▸ Your goal:
Go through the records below and return each line that has "super" in it.

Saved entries

╭──

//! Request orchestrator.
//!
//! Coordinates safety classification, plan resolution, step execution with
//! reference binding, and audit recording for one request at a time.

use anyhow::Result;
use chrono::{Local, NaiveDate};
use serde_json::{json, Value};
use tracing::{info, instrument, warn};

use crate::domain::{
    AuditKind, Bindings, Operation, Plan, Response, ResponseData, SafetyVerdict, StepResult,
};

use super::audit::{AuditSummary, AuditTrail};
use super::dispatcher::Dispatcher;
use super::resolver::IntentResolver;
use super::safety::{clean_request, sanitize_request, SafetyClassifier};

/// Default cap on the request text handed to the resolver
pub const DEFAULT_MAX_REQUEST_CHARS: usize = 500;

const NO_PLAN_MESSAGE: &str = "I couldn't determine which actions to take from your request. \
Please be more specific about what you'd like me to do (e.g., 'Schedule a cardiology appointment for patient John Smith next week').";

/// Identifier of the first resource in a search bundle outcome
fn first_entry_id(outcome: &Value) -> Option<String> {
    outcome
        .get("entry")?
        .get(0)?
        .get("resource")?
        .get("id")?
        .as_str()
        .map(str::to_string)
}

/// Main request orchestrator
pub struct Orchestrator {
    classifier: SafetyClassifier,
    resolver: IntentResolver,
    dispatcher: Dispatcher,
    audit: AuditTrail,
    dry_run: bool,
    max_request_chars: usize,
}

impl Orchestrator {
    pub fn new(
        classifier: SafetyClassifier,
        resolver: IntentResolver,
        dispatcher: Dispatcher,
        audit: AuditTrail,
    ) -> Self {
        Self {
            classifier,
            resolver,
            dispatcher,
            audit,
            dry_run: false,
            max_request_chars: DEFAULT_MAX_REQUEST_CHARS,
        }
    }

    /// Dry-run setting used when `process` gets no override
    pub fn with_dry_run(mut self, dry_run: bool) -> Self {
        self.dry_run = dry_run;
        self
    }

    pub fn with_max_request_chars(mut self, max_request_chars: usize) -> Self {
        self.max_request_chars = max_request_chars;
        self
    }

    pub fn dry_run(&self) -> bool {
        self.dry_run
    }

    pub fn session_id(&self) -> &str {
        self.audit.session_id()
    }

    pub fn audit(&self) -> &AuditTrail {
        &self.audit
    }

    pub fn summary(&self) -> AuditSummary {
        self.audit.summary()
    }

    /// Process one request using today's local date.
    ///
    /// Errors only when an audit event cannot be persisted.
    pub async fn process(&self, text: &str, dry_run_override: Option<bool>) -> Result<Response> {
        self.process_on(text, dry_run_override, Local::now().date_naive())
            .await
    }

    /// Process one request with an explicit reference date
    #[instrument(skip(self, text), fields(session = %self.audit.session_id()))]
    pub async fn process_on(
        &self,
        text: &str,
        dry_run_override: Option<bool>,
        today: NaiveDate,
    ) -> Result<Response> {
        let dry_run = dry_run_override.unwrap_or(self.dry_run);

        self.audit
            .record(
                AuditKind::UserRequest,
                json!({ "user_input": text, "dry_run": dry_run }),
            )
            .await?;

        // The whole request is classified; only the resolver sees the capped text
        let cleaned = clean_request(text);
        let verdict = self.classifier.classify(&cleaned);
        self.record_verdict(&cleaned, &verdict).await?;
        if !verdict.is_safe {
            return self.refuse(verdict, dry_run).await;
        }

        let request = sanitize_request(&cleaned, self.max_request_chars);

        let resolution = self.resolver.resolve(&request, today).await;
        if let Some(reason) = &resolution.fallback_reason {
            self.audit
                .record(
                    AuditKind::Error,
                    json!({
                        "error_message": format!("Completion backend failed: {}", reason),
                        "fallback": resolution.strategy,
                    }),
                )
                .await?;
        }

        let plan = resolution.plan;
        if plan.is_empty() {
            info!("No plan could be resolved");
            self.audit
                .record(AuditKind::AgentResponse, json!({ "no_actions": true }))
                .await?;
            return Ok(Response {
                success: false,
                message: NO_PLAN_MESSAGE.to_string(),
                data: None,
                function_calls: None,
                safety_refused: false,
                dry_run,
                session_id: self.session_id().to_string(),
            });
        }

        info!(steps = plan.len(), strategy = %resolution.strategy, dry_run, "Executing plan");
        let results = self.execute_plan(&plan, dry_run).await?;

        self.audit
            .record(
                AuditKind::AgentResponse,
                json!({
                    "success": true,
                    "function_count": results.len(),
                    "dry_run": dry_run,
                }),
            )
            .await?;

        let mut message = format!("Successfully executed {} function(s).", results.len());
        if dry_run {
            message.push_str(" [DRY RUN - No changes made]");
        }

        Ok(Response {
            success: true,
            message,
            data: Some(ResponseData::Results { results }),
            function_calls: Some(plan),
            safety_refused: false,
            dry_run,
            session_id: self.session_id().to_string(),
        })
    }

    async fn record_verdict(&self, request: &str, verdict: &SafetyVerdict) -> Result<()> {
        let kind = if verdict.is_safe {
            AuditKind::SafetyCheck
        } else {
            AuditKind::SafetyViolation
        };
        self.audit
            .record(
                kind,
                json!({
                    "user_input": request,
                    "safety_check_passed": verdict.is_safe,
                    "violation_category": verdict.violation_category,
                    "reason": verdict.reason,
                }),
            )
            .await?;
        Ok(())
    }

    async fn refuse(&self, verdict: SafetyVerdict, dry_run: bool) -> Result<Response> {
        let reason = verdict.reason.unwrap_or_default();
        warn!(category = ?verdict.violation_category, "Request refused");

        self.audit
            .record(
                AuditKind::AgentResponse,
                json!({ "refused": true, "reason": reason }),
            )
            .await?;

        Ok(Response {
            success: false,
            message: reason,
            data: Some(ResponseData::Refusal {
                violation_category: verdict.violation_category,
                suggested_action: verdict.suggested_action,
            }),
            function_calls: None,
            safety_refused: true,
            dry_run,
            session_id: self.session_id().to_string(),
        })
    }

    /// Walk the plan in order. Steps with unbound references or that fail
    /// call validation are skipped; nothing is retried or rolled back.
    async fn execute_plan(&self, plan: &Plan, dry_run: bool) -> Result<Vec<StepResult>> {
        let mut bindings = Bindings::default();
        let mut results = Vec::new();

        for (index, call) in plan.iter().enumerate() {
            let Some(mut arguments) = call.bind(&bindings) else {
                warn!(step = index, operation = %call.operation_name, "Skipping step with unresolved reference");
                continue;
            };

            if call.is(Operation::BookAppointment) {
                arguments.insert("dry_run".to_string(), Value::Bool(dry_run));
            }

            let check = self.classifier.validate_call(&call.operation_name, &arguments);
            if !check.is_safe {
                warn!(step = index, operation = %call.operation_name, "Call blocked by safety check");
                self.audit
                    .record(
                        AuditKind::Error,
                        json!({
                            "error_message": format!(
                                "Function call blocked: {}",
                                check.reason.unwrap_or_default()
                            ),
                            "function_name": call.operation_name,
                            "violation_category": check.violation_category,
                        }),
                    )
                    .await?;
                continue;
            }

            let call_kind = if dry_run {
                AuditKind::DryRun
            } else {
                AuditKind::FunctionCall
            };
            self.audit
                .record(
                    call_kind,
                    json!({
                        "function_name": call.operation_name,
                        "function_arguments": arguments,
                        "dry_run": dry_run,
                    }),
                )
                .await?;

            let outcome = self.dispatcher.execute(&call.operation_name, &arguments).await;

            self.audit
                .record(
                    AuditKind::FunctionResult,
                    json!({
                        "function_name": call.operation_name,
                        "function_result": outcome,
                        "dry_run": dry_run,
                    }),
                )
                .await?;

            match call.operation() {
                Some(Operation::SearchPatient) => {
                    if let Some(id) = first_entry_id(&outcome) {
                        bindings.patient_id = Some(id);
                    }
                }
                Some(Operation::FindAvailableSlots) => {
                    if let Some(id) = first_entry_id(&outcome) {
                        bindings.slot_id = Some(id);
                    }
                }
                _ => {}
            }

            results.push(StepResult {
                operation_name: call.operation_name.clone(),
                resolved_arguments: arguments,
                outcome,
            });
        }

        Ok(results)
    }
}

╰──

▸ Answer for the task:
use super::audit::{AuditSummary, AuditTrail};
use super::dispatcher::Dispatcher;
use super::resolver::IntentResolver;
use super::safety::{clean_request, sanitize_request, SafetyClassifier};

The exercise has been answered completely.